Directions —
Print out the entries exactly, and include each one.

-- Opening Marker --

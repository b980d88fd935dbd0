use assert_cmd::Command;
use predicates::prelude::*;
use std::path::PathBuf;

fn write_config(name: &str, contents: &str) -> PathBuf {
    let path = std::env::temp_dir().join(format!("pixelbuilds-cli-{}-{}", std::process::id(), name));
    std::fs::write(&path, contents).unwrap();
    path
}

#[test]
fn test_help_lists_commands() {
    Command::cargo_bin("pixelbuilds-exporter")
        .unwrap()
        .arg("--help")
        .assert()
        .success()
        .stdout(predicate::str::contains("serve"))
        .stdout(predicate::str::contains("once"))
        .stdout(predicate::str::contains("validate"));
}

#[test]
fn test_validate_defaults() {
    Command::cargo_bin("pixelbuilds-exporter")
        .unwrap()
        .env_remove("PIXELBUILDS_EXPORTER_CONFIG")
        .arg("validate")
        .assert()
        .success()
        .stdout(predicate::str::contains("Configuration is valid"))
        .stdout(predicate::str::contains("0.0.0.0:9000"))
        .stdout(predicate::str::contains("15m"));
}

#[test]
fn test_validate_config_file() {
    let path = write_config("valid.yaml", "interval: 5m\nnamespace: pb\n");

    Command::cargo_bin("pixelbuilds-exporter")
        .unwrap()
        .arg("--config")
        .arg(&path)
        .arg("validate")
        .assert()
        .success()
        .stdout(predicate::str::contains("5m"))
        .stdout(predicate::str::contains("Namespace: pb"));

    std::fs::remove_file(path).unwrap();
}

#[test]
fn test_invalid_config_fails() {
    let path = write_config("invalid.toml", "[exporter]\ndevice_concurrency = 0\n");

    Command::cargo_bin("pixelbuilds-exporter")
        .unwrap()
        .arg("--config")
        .arg(&path)
        .arg("validate")
        .assert()
        .failure()
        .stderr(predicate::str::contains("device_concurrency"));

    std::fs::remove_file(path).unwrap();
}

-- Closing Marker --

Answer to this problem —
repository b980d88fd935dbd0
use assert_cmd::Command;
use predicates::prelude::*;
use std::path::PathBuf;

fn write_config(name: &str, contents: &str) -> PathBuf {
    let path = std::env::temp_dir().join(format!("pixelbuilds-cli-{}-{}", std::process::id(), name));
    std::fs::write(&path, contents).unwrap();
    path
}

#[test]
fn test_help_lists_commands() {
    Command::cargo_bin("pixelbuilds-exporter")
        .unwrap()
        .arg("--help")
        .assert()
        .success()
        .stdout(predicate::str::contains("serve"))
        .stdout(predicate::str::contains("once"))
        .stdout(predicate::str::contains("validate"));
}

#[test]
fn test_validate_defaults() {
    Command::cargo_bin("pixelbuilds-exporter")
        .unwrap()
        .env_remove("PIXELBUILDS_EXPORTER_CONFIG")
        .arg("validate")
        .assert()
        .success()
        .stdout(predicate::str::contains("Configuration is valid"))
        .stdout(predicate::str::contains("0.0.0.0:9000"))
        .stdout(predicate::str::contains("15m"));
}

#[test]
fn test_validate_config_file() {
    let path = write_config("valid.yaml", "interval: 5m\nnamespace: pb\n");

    Command::cargo_bin("pixelbuilds-exporter")
        .unwrap()
        .arg("--config")
        .arg(&path)
        .arg("validate")
        .assert()
        .success()
        .stdout(predicate::str::contains("5m"))
        .stdout(predicate::str::contains("Namespace: pb"));

    std::fs::remove_file(path).unwrap();
}

#[test]
fn test_invalid_config_fails() {
    let path = write_config("invalid.toml", "[exporter]\ndevice_concurrency = 0\n");

    Command::cargo_bin("pixelbuilds-exporter")
        .unwrap()
        .arg("--config")
        .arg(&path)
        .arg("validate")
        .assert()
        .failure()
        .stderr(predicate::str::contains("device_concurrency"));

    std::fs::remove_file(path).unwrap();
}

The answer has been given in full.